また2日も空くとは思っていなかったです←トオイメ
さて、とりあえず今回で第3章はおしまいです。……一応は。
クーたち虫系モンスターズの活躍もあり、タマモが当初から建築していたログハウスは完成した。実際はログハウス風のコテージではあるが、完成したことは変わらない。
「これで根無し草生活から脱出だなぁ」
「そうだね」
完成したログハウスの前でしみじみと頷き合うヒナギクとレン。2人の目尻からほろりと光るものがこぼれ落ちるのを見て、タマモは首を傾げた。

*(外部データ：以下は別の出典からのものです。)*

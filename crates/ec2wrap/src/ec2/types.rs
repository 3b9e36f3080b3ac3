//! Request types shared by the EC2 API trait and its implementations

use aws_sdk_ec2::types::{BlockDeviceMapping, DomainType, Filter};

/// Shape of every describe call: filters, explicit ids and owner pinning.
///
/// For addresses `ids` are public IPs; for the other kinds they are the
/// provider object ids. `owner_ids` only applies to snapshots and images.
#[derive(Debug, Clone, Default, PartialEq)]
pub struct DescribeRequest {
    pub filters: Vec<Filter>,
    pub ids: Vec<String>,
    pub owner_ids: Vec<String>,
}

impl DescribeRequest {
    /// Request matching every object of the kind
    pub fn all() -> Self {
        Self::default()
    }

    /// Request carrying the given filters
    pub fn filtered(filters: Vec<Filter>) -> Self {
        Self {
            filters,
            ..Self::default()
        }
    }

    /// Request for a single object by id
    pub fn by_id(id: impl Into<String>) -> Self {
        Self {
            ids: vec![id.into()],
            ..Self::default()
        }
    }

    /// Restrict results to objects owned by `owner`
    pub fn with_owner(mut self, owner: impl Into<String>) -> Self {
        self.owner_ids.push(owner.into());
        self
    }
}

/// Parameters for launching exactly one instance
#[derive(Debug, Clone, PartialEq)]
pub struct RunInstancesParams {
    pub image_id: String,
    pub instance_type: String,
    pub key_name: Option<String>,
    pub security_group_id: Option<String>,
    pub subnet_id: Option<String>,
    pub private_ip: Option<String>,
    /// Already base64-encoded
    pub user_data: Option<String>,
    pub block_devices: Vec<BlockDeviceMapping>,
}

impl RunInstancesParams {
    /// Create launch parameters with required fields
    pub fn new(image_id: impl Into<String>, instance_type: impl Into<String>) -> Self {
        Self {
            image_id: image_id.into(),
            instance_type: instance_type.into(),
            key_name: None,
            security_group_id: None,
            subnet_id: None,
            private_ip: None,
            user_data: None,
            block_devices: Vec::new(),
        }
    }

    pub fn with_key_name(mut self, key_name: impl Into<String>) -> Self {
        self.key_name = Some(key_name.into());
        self
    }

    pub fn with_security_group(mut self, group_id: Option<String>) -> Self {
        self.security_group_id = group_id;
        self
    }

    pub fn with_subnet(mut self, subnet_id: Option<String>) -> Self {
        self.subnet_id = subnet_id;
        self
    }

    pub fn with_private_ip(mut self, private_ip: Option<String>) -> Self {
        self.private_ip = private_ip;
        self
    }

    pub fn with_user_data(mut self, user_data_b64: Option<String>) -> Self {
        self.user_data = user_data_b64;
        self
    }

    pub fn with_block_devices(mut self, mappings: Vec<BlockDeviceMapping>) -> Self {
        self.block_devices = mappings;
        self
    }
}

/// Parameters for creating a volume from a snapshot
#[derive(Debug, Clone, PartialEq)]
pub struct CreateVolumeParams {
    pub snapshot_id: String,
    pub availability_zone: String,
    pub size_gib: Option<i32>,
    pub volume_type: Option<String>,
}

/// How an elastic IP is addressed in release / associate / disassociate calls.
///
/// VPC addresses are addressed by allocation or association id, standard
/// (EC2-Classic) addresses by their public IP.
#[derive(Debug, Clone, PartialEq, Eq)]
pub enum AddressRef {
    AllocationId(String),
    AssociationId(String),
    PublicIp(String),
}

impl AddressRef {
    /// Reference used to release or associate an address in `domain`
    pub fn for_allocation(domain: Option<&DomainType>, allocation_id: Option<&str>, public_ip: &str) -> Self {
        match (domain, allocation_id) {
            (Some(DomainType::Vpc), Some(allocation)) => AddressRef::AllocationId(allocation.to_string()),
            _ => AddressRef::PublicIp(public_ip.to_string()),
        }
    }
}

「そう言えば、ヒナギクさんたちはどこでログインとログアウトされていたんですか?」
タマモとしてはてっきり2人も農業ギルドでお世話になっているのかと思っていたが、口ぶりからしてどうにも違うようだった。
「ん? タマちゃんから分けてもらっている絹糸の儲けで宿を借りているよ」
「タマちゃんとは違って、農業ギルドの一員というわけじゃないからねぇ」
ヒナギクたちは目を若干反らした。そう、2人の生活はタマモからの援助によって成り立っていた。ある意味では寄生と言ってもいいことではある。
しかし当のタマモ本人は大して気にしていないどころか、いろいろとしてもらっているお礼と考えているため、問題にしてはいない。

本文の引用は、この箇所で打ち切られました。